Find every line in the data that contains the word "derive". Return each of those lines.

MATERIAL TO PROCESS:
━━━━━━━━━━━━━━━━━━━━━━━━━━━━━━
use super::StackFrame;

pub const FRAME_PC_SLOT: usize = 1;
pub const EMPTY_FRAME_SIZE: usize = 8;
pub const LINKED_FRAME_SIZE: usize = 16;
pub const SYSCALL_SIZE: usize = 2;

/// No pointer authentication on x86.
#[inline]
pub fn strip_pointer(pc: usize) -> usize {
    pc
}

impl StackFrame {
    #[inline]
    fn greg(&self, reg: i32) -> usize {
        unsafe { (*self.ucontext).uc_mcontext.gregs[reg as usize] as usize }
    }

    #[inline]
    fn set_greg(&mut self, reg: i32, value: usize) {
        unsafe {
            (*self.ucontext).uc_mcontext.gregs[reg as usize] = value as i64;
        }
    }

    pub fn pc(&self) -> usize {
        self.greg(libc::REG_RIP)
    }

    pub fn set_pc(&mut self, value: usize) {
        self.set_greg(libc::REG_RIP, value)
    }

    pub fn sp(&self) -> usize {
        self.greg(libc::REG_RSP)
    }

    pub fn set_sp(&mut self, value: usize) {
        self.set_greg(libc::REG_RSP, value)
    }

    pub fn fp(&self) -> usize {
        self.greg(libc::REG_RBP)
    }

    pub fn set_fp(&mut self, value: usize) {
        self.set_greg(libc::REG_RBP, value)
    }

    pub fn retval(&self) -> usize {
        self.greg(libc::REG_RAX)
    }

    pub fn set_retval(&mut self, value: usize) {
        self.set_greg(libc::REG_RAX, value)
    }

    /// No link register on x86.
    pub fn link(&self) -> usize {
        0
    }

    pub fn arg0(&self) -> usize {
        self.greg(libc::REG_RDI)
    }

    pub fn arg1(&self) -> usize {
        self.greg(libc::REG_RSI)
    }

    pub fn arg2(&self) -> usize {
        self.greg(libc::REG_RDX)
    }

    pub fn arg3(&self) -> usize {
        self.greg(libc::REG_RCX)
    }

    /// The interpreter keeps the current method in rbx.
    pub fn method(&self) -> usize {
        self.greg(libc::REG_RBX)
    }

    /// The interpreter keeps the caller's sp in r13.
    pub fn sender_sp(&self) -> usize {
        self.greg(libc::REG_R13)
    }

    /// Leaves the trapped function by simulating a `ret`.
    pub fn ret(&mut self) {
        let return_address = self.stack_at(0);
        self.set_pc(return_address);
        let sp = self.sp();
        self.set_sp(sp + 8);
    }

    /// Unwinds one frame of a runtime stub interrupted at an arbitrary
    /// instruction, using prologue byte patterns.
    pub fn unwind_stub(
        &self,
        entry: *const u8,
        name: &str,
        pc: &mut usize,
        sp: &mut usize,
        fp: &mut usize,
    ) -> bool {
        let ip = *pc as *const u8;
        unsafe {
            if ip == entry
                || *ip == 0xc3
                || name.starts_with("itable")
                || name.starts_with("vtable")
                || name == "InlineCacheBuffer"
            {
                *pc = (*(*sp as *const usize)).wrapping_sub(1);
                *sp += 8;
                return true;
            }
            if !entry.is_null() && (entry as *const u32).read_unaligned() == 0xec8b_4855 {
                // The stub begins with
                //   push rbp
                //   mov  rbp, rsp
                if ip == entry.add(1) {
                    *pc = (*(*sp as *const usize).add(1)).wrapping_sub(1);
                    *sp += 16;
                    return true;
                } else if Self::within_current_stack(*fp) {
                    *sp = *fp + 16;
                    *fp = *((*sp as *const usize).offset(-2));
                    *pc = (*(*sp as *const usize).offset(-1)).wrapping_sub(1);
                    return true;
                }
            }
        }
        false
    }

    /// Unwinds a compiled frame that is not yet (or no longer) complete.
    /// `entry` is the method's code entry, `frame_size` its declared frame
    /// size in words.
    pub fn unwind_compiled(
        &self,
        entry: *const u8,
        frame_size: usize,
        pc: &mut usize,
        sp: &mut usize,
        fp: &mut usize,
    ) -> bool {
        let ip = *pc as *const u8;
        unsafe {
            if ip <= entry
                || *ip == 0xc3                                             // ret
                || *ip == 0x55                                             // push rbp
                || *ip.offset(-1) == 0x5d                                  // after pop rbp
                || (*ip == 0x41 && *ip.add(1) == 0x85 && *ip.add(2) == 0x02 && *ip.add(3) == 0xc3)
            {
                // Subtract 1 so the PC points at the call instruction,
                // otherwise the sample lands on the wrong bytecode.
                *pc = (*(*sp as *const usize)).wrapping_sub(1);
                *sp += 8;
                return true;
            }
            if *ip == 0x5d {
                // pop rbp
                *fp = *(*sp as *const usize);
                *pc = (*(*sp as *const usize).add(1)).wrapping_sub(1);
                *sp += 16;
                return true;
            }
            if ip <= entry.add(15) && (*pc & 0xfff) != 0 && *ip.offset(-1) == 0x55 {
                // right after push rbp
                *pc = (*(*sp as *const usize).add(1)).wrapping_sub(1);
                *sp += 16;
                return true;
            }
            if ip <= entry.add(7)
                && *ip == 0x48
                && *ip.add(1) == 0x89
                && *ip.add(2) == 0x6c
                && *ip.add(3) == 0x24
            {
                // mov [rsp + #off], rbp
                *sp += *ip.add(4) as usize + 16;
                *pc = (*(*sp as *const usize).offset(-1)).wrapping_sub(1);
                return true;
            }
            let is_entry_barrier = |p: *const u8| {
                *p == 0x41 && *p.add(1) == 0x81 && *p.add(2) == 0x7f
                    && (p.add(4) as *const u32).read_unaligned() == 1
            };
            if is_entry_barrier(ip) || (ip >= entry.add(8) && is_entry_barrier(ip.offset(-8))) {
                // cmp [r15 + #off], 1 — the nmethod entry barrier runs with
                // the frame fully constructed.
                *sp += frame_size * 8;
                *fp = *((*sp as *const usize).offset(-2));
                *pc = *((*sp as *const usize).offset(-1));
                return true;
            }
        }
        false
    }

    /// x86 has no atomic-sequence stubs that need special top-frame care.
    pub fn unwind_atomic_stub(&self, _pc: usize) -> bool {
        false
    }

    /// No sp adjustment needed on x86.
    pub fn adjust_sp(&self, _entry: usize, _pc: usize, _sp: &mut usize) {}

    /// Skips a faulted `mov r64, [r64 + off]` by zeroing the destination
    /// register, so the unwinder survives reads of unmapped metadata.
    pub fn skip_fault_instruction(&mut self) -> bool {
        let insn = unsafe { (self.pc() as *const u32).read_unaligned() };
        if (insn & 0x80ff_f8) != 0x008b_48 {
            return false;
        }
        let reg = ((insn << 1) & 8) | ((insn >> 19) & 7);
        let target = match reg {
            0x0 => libc::REG_RAX,
            0x1 => libc::REG_RCX,
            0x2 => libc::REG_RDX,
            0x3 => libc::REG_RBX,
            0x4 => return false, // never touch RSP
            0x5 => libc::REG_RBP,
            0x6 => libc::REG_RSI,
            0x7 => libc::REG_RDI,
            0x8 => libc::REG_R8,
            0x9 => libc::REG_R9,
            0xa => libc::REG_R10,
            0xb => libc::REG_R11,
            0xc => libc::REG_R12,
            0xd => libc::REG_R13,
            0xe => libc::REG_R14,
            _ => libc::REG_R15,
        };
        self.set_greg(target, 0);

        let mut insn_size = 3;
        if (insn & 0x07_0000) == 0x04_0000 {
            insn_size += 1;
        }
        if (insn & 0x40_0000) == 0x40_0000 {
            insn_size += 1;
        }
        let pc = self.pc();
        self.set_pc(pc + insn_size);
        true
    }

    /// Whether the thread was interrupted inside a syscall that returned
    /// EINTR; also restarts pollers with infinite timeouts, which the
    /// runtime does not restart by itself.
    pub fn check_interrupted_syscall(&mut self) -> bool {
        if self.retval() != (-libc::EINTR) as usize {
            return false;
        }
        // Check for mov eax, SYS_poll/ppoll/epoll_wait with infinite timeout
        // right before the syscall instruction and rewind to restart it.
        let pc = self.pc();
        if (pc & 0xfff) >= 7 && unsafe { *((pc - 7) as *const u8) } == 0xb8 {
            let nr = unsafe { ((pc - 6) as *const i32).read_unaligned() };
            let rdx = self.greg(libc::REG_RDX) as i64 as i32;
            let r10 = self.greg(libc::REG_R10) as i64 as i32;
            if nr == libc::SYS_ppoll as i32
                || (nr == libc::SYS_poll as i32 && rdx == -1)
                || (nr == libc::SYS_epoll_wait as i32 && r10 == -1)
                || (nr == libc::SYS_epoll_pwait as i32 && r10 == -1)
            {
                self.set_pc(pc - 7);
            }
        }
        true
    }

    pub fn is_syscall(pc: *const u8) -> bool {
        unsafe { *pc == 0x0f && *pc.add(1) == 0x05 }
    }
}
//! Process sampler: periodic `/proc` snapshots of processes that matter.
//!
//! A process is included when it uses at least 5% of a CPU or 5% of RAM.
//! CPU usage is computed against per-pid history from the previous cycle;
//! history of exited processes is dropped every cycle.

use std::thread::JoinHandle;
use std::time::Duration;

use crossbeam_channel::{bounded, Receiver, Sender};
use rustc_hash::FxHashMap;

use crate::args::Arguments;
use crate::error::{ProfilerError, Result};
use crate::event::{Event, EventType, ProcessSnapshotEvent};
use crate::os;
use crate::profiler::Profiler;
use crate::tsc;

use super::Engine;

const MIN_CPU_THRESHOLD: f32 = 0.05;
const MIN_RSS_THRESHOLD: f64 = 0.05;
const MAX_PROCESSES: usize = 4096;

#[derive(Default, Clone, Copy)]
struct ProcessHistory {
    prev_cpu_total: u64,
    prev_timestamp: u64,
    start_time: u64,
}

struct Sampler {
    history: FxHashMap<i32, ProcessHistory>,
    clock_ticks_per_sec: u64,
    ram_size: u64,
}

impl Sampler {
    fn new() -> Sampler {
        Sampler {
            history: FxHashMap::default(),
            clock_ticks_per_sec: unsafe { libc::sysconf(libc::_SC_CLK_TCK) }.max(1) as u64,
            ram_size: os::ram_size(),
        }
    }

    fn cpu_percent(&mut self, info: &os::ProcessInfo, now: u64) -> Option<f32> {
        let cpu_total_ns =
            (info.cpu_user + info.cpu_system) * 1_000_000_000 / self.clock_ticks_per_sec;
        let history = self.history.entry(info.pid).or_default();
        if history.prev_timestamp == 0 || history.start_time != info.start_time {
            history.prev_cpu_total = cpu_total_ns;
            history.prev_timestamp = now;
            history.start_time = info.start_time;
            return None;
        }
        let delta_cpu = cpu_total_ns.saturating_sub(history.prev_cpu_total);
        let delta_time = now.saturating_sub(history.prev_timestamp).max(1);
        history.prev_cpu_total = cpu_total_ns;
        history.prev_timestamp = now;
        Some(delta_cpu as f32 / delta_time as f32)
    }

    fn rss_ratio(&self, info: &os::ProcessInfo) -> f64 {
        if self.ram_size == 0 || info.vm_rss == 0 {
            return 0.0;
        }
        info.vm_rss as f64 / self.ram_size as f64
    }

    fn cycle(&mut self) {
        let now = os::nanotime();
        let pids = os::process_ids(MAX_PROCESSES);

        // Forget processes that exited since the previous cycle.
        self.history.retain(|pid, _| pids.contains(pid));

        let profiler = Profiler::instance();
        for pid in pids {
            let Some(mut info) = os::basic_process_info(pid) else {
                continue;
            };
            let Some(cpu) = self.cpu_percent(&info, now) else {
                continue;
            };
            info.cpu_percent = cpu;
            if cpu < MIN_CPU_THRESHOLD && self.rss_ratio(&info) < MIN_RSS_THRESHOLD {
                continue;
            }
            let event = Event::ProcessSnapshot(ProcessSnapshotEvent {
                start_time: tsc::ticks(),
                pid,
                cpu_permille: (cpu * 1000.0) as u32,
                rss_bytes: info.vm_rss,
            });
            profiler.record_external_samples(1, 0, pid, 0, EventType::ProcessSample, &event);
        }
    }
}

fn sampler_loop(interval_nanos: u64, stop: Receiver<()>) {
    let mut sampler = Sampler::new();
    loop {
        sampler.cycle();
        match stop.recv_timeout(Duration::from_nanos(interval_nanos)) {
            Ok(()) | Err(crossbeam_channel::RecvTimeoutError::Disconnected) => return,
            Err(crossbeam_channel::RecvTimeoutError::Timeout) => {}
        }
    }
}

#[derive(Default)]
pub struct ProcessSampler {
    worker: Option<(Sender<()>, JoinHandle<()>)>,
}

impl Engine for ProcessSampler {
    fn type_name(&self) -> &'static str {
        "process_sampler"
    }

    fn title(&self) -> &'static str {
        "Process activity"
    }

    fn units(&self) -> &'static str {
        "samples"
    }

    fn start(&mut self, args: &Arguments) -> Result<()> {
        let interval = args.proc.unwrap_or(crate::args::DEFAULT_PROC_INTERVAL).max(1_000_000);
        let (sender, receiver) = bounded(1);
        let handle = std::thread::Builder::new()
            .name("asprof-proc".to_owned())
            .spawn(move || sampler_loop(interval, receiver))
            .map_err(|e| ProfilerError::install(format!("cannot start process sampler: {e}")))?;
        self.worker = Some((sender, handle));
        Ok(())
    }

    fn stop(&mut self) {
        if let Some((sender, handle)) = self.worker.take() {
            let _ = sender.send(());
            let _ = handle.join();
        }
    }
}

#[cfg(test)]
mod tests {
    use super::*;

    #[test]
    fn second_cycle_produces_cpu_percent() {
        let mut sampler = Sampler::new();
        let info = os::basic_process_info(os::process_id()).unwrap();
        let t0 = os::nanotime();
        assert!(sampler.cpu_percent(&info, t0).is_none());
        let later = os::basic_process_info(os::process_id()).unwrap();
        let cpu = sampler.cpu_percent(&later, t0 + 1_000_000_000).unwrap();
        assert!(cpu >= 0.0);
    }

    #[test]
    fn history_drops_dead_pids() {
        let mut sampler = Sampler::new();
        sampler.history.insert(-42, ProcessHistory::default());
        sampler.cycle();
        assert!(!sampler.history.contains_key(&-42));
    }
}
━━━━━━━━━━━━━━━━━━━━━━━━━━━━━━
SOLUTION FOR THIS EXERCISE:
#[derive(Default, Clone, Copy)]
#[derive(Default)]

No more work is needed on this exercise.